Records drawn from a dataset
#####

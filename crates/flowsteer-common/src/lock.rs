//! Per-interface exclusive lock.
//!
//! Every mutating operation on an interface holds an advisory `flock(2)`
//! on `<lock_dir>/<interface>.lock` for its whole duration. The lock is
//! released when [`InterfaceLock`] is dropped, so every exit path,
//! including `?` returns and panics, releases it.

use std::fs::{File, OpenOptions};
use std::path::{Path, PathBuf};

use nix::errno::Errno;
use nix::fcntl::{Flock, FlockArg};
use tracing::debug;

use crate::error::{NicError, NicResult};

/// A held per-interface lock.
pub struct InterfaceLock {
    path: PathBuf,
    _flock: Flock<File>,
}

impl InterfaceLock {
    /// Acquires the lock for `iface` without blocking.
    ///
    /// Fails with [`NicError::LockHeld`] if another process holds it.
    pub fn acquire(lock_dir: &Path, iface: &str) -> NicResult<Self> {
        if iface.is_empty() || iface.contains('/') || iface == "." || iface == ".." {
            return Err(NicError::Lock {
                path: lock_dir.to_path_buf(),
                message: format!("invalid interface name '{iface}'"),
            });
        }

        std::fs::create_dir_all(lock_dir).map_err(|e| NicError::io(lock_dir, e))?;
        let path = lock_dir.join(format!("{iface}.lock"));
        let file = OpenOptions::new()
            .create(true)
            .truncate(false)
            .write(true)
            .open(&path)
            .map_err(|e| NicError::io(&path, e))?;

        let flock = Flock::lock(file, FlockArg::LockExclusiveNonblock).map_err(|(_, errno)| {
            if errno == Errno::EWOULDBLOCK {
                NicError::LockHeld { path: path.clone() }
            } else {
                NicError::Lock {
                    path: path.clone(),
                    message: errno.desc().to_string(),
                }
            }
        })?;

        debug!(lock = %path.display(), "Acquired interface lock");
        Ok(Self {
            path,
            _flock: flock,
        })
    }

    pub fn path(&self) -> &Path {
        &self.path
    }
}

impl std::fmt::Debug for InterfaceLock {
    fn fmt(&self, f: &mut std::fmt::Formatter<'_>) -> std::fmt::Result {
        f.debug_struct("InterfaceLock")
            .field("path", &self.path)
            .finish()
    }
}

impl Drop for InterfaceLock {
    fn drop(&mut self) {
        debug!(lock = %self.path.display(), "Released interface lock");
    }
}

#####

» EXERCISE DESCRIPTION:
Filter the data, keeping only the lines that contain "display".

» EXPECTED OUTPUT:
        debug!(lock = %path.display(), "Acquired interface lock");
        debug!(lock = %self.path.display(), "Released interface lock");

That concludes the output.